Six Steps to Automated Selling on Lending Club Folio Secondary Market

Trading Delinquent Notes, Part 2: Needle in the Haystack

Selling Delinquent Notes on Lending Club Folio Secondary Market, Part 1: Loss Aversion


Despite your best efforts to avoid delinquencies, it is very likely that a few notes in your portfolio will become delinquent at one time or another. You may wonder what to do when notes becomes delinquent. This is the topic of this blog post. Once a note becomes delinquent, you stop receiving regular monthly payments from the note. At this point, there are only two options as a note holder:

  • Holding the note in portfolio, or
  • Selling the note on Lending Club Folio secondary market.

In this series of blog posts, we discuss how to price and sell delinquent notes on Lending Club Folio secondary market, review such listings on secondary market, gain insights and potentially develop guidelines for discounting such notes during listing for sale.

What to do with Delinquent Notes?

Hold Delinquent Notes in Your Portfolio

Once a note holder decides to continue holding the delinquent note in the portfolio, the best outcome is to wait for a borrower to restart the payments and the note becoming Current again. When Lending Club is unable to collect payments from borrowers, the note is charged off. Post charge off, sometime Lending Club is able to recover from borrower a small fraction of the charged off principal, historically about 7.72% net of recovery fees.

The major downside of continuing to hold delinquent note is the waiting time for final resolution that can stretch as long as six months. During this wait, the investment tied up in delinquent note doesn't generate any return. The net charge off also increases rapidly with time for delinquent notes as shown by Loan Status Migration Over 9 Months chart at Lending Club Loan Statistics.

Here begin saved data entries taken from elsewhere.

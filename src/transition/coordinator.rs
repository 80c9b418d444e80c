use crate::{
    animation::pose::sample_pose,
    foundation::core::{Canvas, DurationMs, FrameRGBA, Rgba8, TimestampMs},
    foundation::error::CubistResult,
    scene::backend::{CubeBackend, CubeSceneDesc, FaceTextures},
    scene::geometry::RotationAxis,
    sections::faces::CubeFace,
    sections::registry::SectionId,
    transition::handle::{TransitionHandle, TransitionOutcome},
};

/// Rotation direction of a transition, derived from registry order:
/// forward when the target's index is greater than the origin's.
#[derive(Clone, Copy, Debug, PartialEq, Eq, serde::Serialize, serde::Deserialize)]
#[serde(rename_all = "lowercase")]
pub enum Direction {
    Forward,
    Backward,
}

impl Direction {
    pub fn from_indices(from: usize, to: usize) -> Self {
        if to > from {
            Self::Forward
        } else {
            Self::Backward
        }
    }

    pub fn signum(self) -> f64 {
        match self {
            Self::Forward => 1.0,
            Self::Backward => -1.0,
        }
    }
}

/// One navigation action handed to the coordinator. Ephemeral; consumed by
/// a single transition run.
#[derive(Clone, Copy, Debug, PartialEq, Eq)]
pub struct TransitionRequest {
    pub from: SectionId,
    pub to: SectionId,
    pub axis: RotationAxis,
    pub direction: Direction,
}

/// Result of advancing the coordinator by one tick.
#[derive(Clone, Debug)]
pub enum TickOutcome {
    /// No transition is active.
    Idle,
    /// The transition produced one animation frame.
    Frame(FrameRGBA),
    /// The transition finished this tick and resources were released.
    Finished { reached: SectionId },
}

/// Host capability to suppress page scrolling while the cube overlay is
/// up, so scroll input cannot fight the animation.
pub trait ScrollLock {
    fn lock(&mut self);
    fn unlock(&mut self);
}

/// Default no-op lock for hosts without a scrollable surface.
pub struct NoopScrollLock;

impl ScrollLock for NoopScrollLock {
    fn lock(&mut self) {}
    fn unlock(&mut self) {}
}

struct ActiveTransition {
    request: TransitionRequest,
    started_at: TimestampMs,
    handle: TransitionHandle,
}

/// Owns the single in-flight cube transition: mounts the scene, advances
/// the animation each tick, lets a face click redirect mid-flight, and
/// resolves the completion handle.
///
/// State machine: `Inactive -> Active -> Inactive`. At most one transition
/// is ever active; starting over an active one resolves the stale handle
/// first, so no handle is ever left pending.
pub struct TransitionCoordinator {
    backend: Box<dyn CubeBackend>,
    scroll: Box<dyn ScrollLock>,
    duration: DurationMs,
    canvas: Canvas,
    background: Rgba8,
    placeholder: Rgba8,
    perspective_distance: f64,
    active: Option<ActiveTransition>,
    scroll_locked: bool,
}

impl TransitionCoordinator {
    pub fn new(
        config: &crate::config::EngineConfig,
        backend: Box<dyn CubeBackend>,
        scroll: Box<dyn ScrollLock>,
    ) -> Self {
        Self {
            backend,
            scroll,
            duration: config.transition_duration,
            canvas: config.canvas,
            background: config.background,
            placeholder: config.placeholder,
            perspective_distance: config.perspective_distance,
            active: None,
            scroll_locked: false,
        }
    }

    pub fn is_transitioning(&self) -> bool {
        self.active.is_some()
    }

    /// Target of the in-flight transition, if any.
    pub fn current_target(&self) -> Option<SectionId> {
        self.active.as_ref().map(|a| a.request.to)
    }

    /// Hit-test a screen position against the last rendered pose.
    pub fn face_at(&self, x: f64, y: f64) -> Option<CubeFace> {
        self.backend.face_at(x, y)
    }

    /// Begin a transition. Any still-active transition is released first
    /// (`Superseded`) and its scene disposed, so the caller awaiting it
    /// observes normal completion rather than a leak.
    ///
    /// Precondition: `request.from != request.to`; the navigation store
    /// guards this upstream.
    #[tracing::instrument(skip(self, textures), fields(from = request.from.as_str(), to = request.to.as_str()))]
    pub fn start(
        &mut self,
        request: TransitionRequest,
        textures: FaceTextures,
        now: TimestampMs,
    ) -> CubistResult<TransitionHandle> {
        debug_assert_ne!(request.from, request.to, "transition with from == to");

        if let Some(prev) = self.active.take() {
            prev.handle.resolve(TransitionOutcome::Superseded {
                new_target: request.to,
            });
            self.backend.dispose();
        }

        let desc = CubeSceneDesc {
            canvas: self.canvas,
            axis: request.axis,
            background: self.background,
            placeholder: self.placeholder,
            perspective_distance: self.perspective_distance,
            textures,
        };
        if let Err(e) = self.backend.mount(desc) {
            if self.scroll_locked {
                self.scroll.unlock();
                self.scroll_locked = false;
            }
            return Err(e);
        }
        if !self.scroll_locked {
            self.scroll.lock();
            self.scroll_locked = true;
        }

        let handle = TransitionHandle::pending();
        self.active = Some(ActiveTransition {
            request,
            started_at: now,
            handle: handle.clone(),
        });
        Ok(handle)
    }

    /// Steer the in-flight transition to a new target without waiting for
    /// it to finish. The mounted scene already carries all six face
    /// textures, so only the rotation target changes; the stale handle
    /// resolves `Superseded` and a fresh handle is returned.
    ///
    /// Returns `None` when no transition is active or the target is
    /// unchanged.
    #[tracing::instrument(skip(self), fields(to = new_target.as_str()))]
    pub fn redirect(
        &mut self,
        new_target: SectionId,
        direction: Direction,
        now: TimestampMs,
    ) -> Option<TransitionHandle> {
        let active = self.active.as_mut()?;
        if active.request.to == new_target {
            return None;
        }

        let stale = std::mem::replace(&mut active.handle, TransitionHandle::pending());
        stale.resolve(TransitionOutcome::Superseded { new_target });

        active.request.to = new_target;
        active.request.direction = direction;
        active.started_at = now;
        Some(active.handle.clone())
    }

    /// Advance the animation. Produces a frame while active, and on
    /// elapsed >= duration disposes the scene, unlocks scrolling and
    /// resolves the handle `Completed`.
    pub fn tick(&mut self, now: TimestampMs) -> CubistResult<TickOutcome> {
        let (finished, progress, sign) = match self.active.as_ref() {
            None => return Ok(TickOutcome::Idle),
            Some(a) => {
                let elapsed = now.since(a.started_at);
                (
                    elapsed >= self.duration,
                    elapsed.progress_within(self.duration),
                    a.request.direction.signum(),
                )
            }
        };

        if finished {
            if let Some(active) = self.active.take() {
                self.backend.dispose();
                if self.scroll_locked {
                    self.scroll.unlock();
                    self.scroll_locked = false;
                }
                let reached = active.request.to;
                active
                    .handle
                    .resolve(TransitionOutcome::Completed { reached });
                tracing::debug!(reached = reached.as_str(), "transition finished");
                return Ok(TickOutcome::Finished { reached });
            }
            return Ok(TickOutcome::Idle);
        }

        let pose = sample_pose(progress, sign);
        let frame = self.backend.render(&pose)?;
        Ok(TickOutcome::Frame(frame))
    }
}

On top of that, Lending Club charges collection and recovery fees, 18% of collected payment and 35% of recovered charged off amount, to lenders as mentioned at What fees does Lending Club charge investors?.

For example, on delinquent notes with Late (31-120 days) status, the best loss scenario might be that you could lose 83.75%, that is 75% loss due to net charge off plus 8.75% loss due to fees (25% x 35% collection fee on any amount collected).

Loan Status Migration Over 9 Months

Sell Delinquent Notes on Lending Club Folio Secondary Market

The alternative to holding delinquent notes is selling such notes on Lending Club Folio secondary market, most certainly at a loss. The proceeds from such sale can then be used to buy other more promising notes from primary platform or secondary market. This option also reduces the time period of no returns when the investment is tied up in delinquent note. From end of year tax management perspective, lenders may find selling delinquent notes a useful strategy. By selling delinquent notes at loss in current year pulls forward capital losses to current year from potential charge offs that may occur in future years. Such capital losses can be used to adjust capital gains lenders may have from other investments. We are not tax professionals; please consult with your tax adviser for your specific tax situation.

Dataset

In this analysis, we use two different sets of listings of delinquent notes for sale on Lending Club Folio secondary market. One set of listings were captured evening of July 24th, 2016. The second set of listings were captured little over two years morning of June 22nd, 2014.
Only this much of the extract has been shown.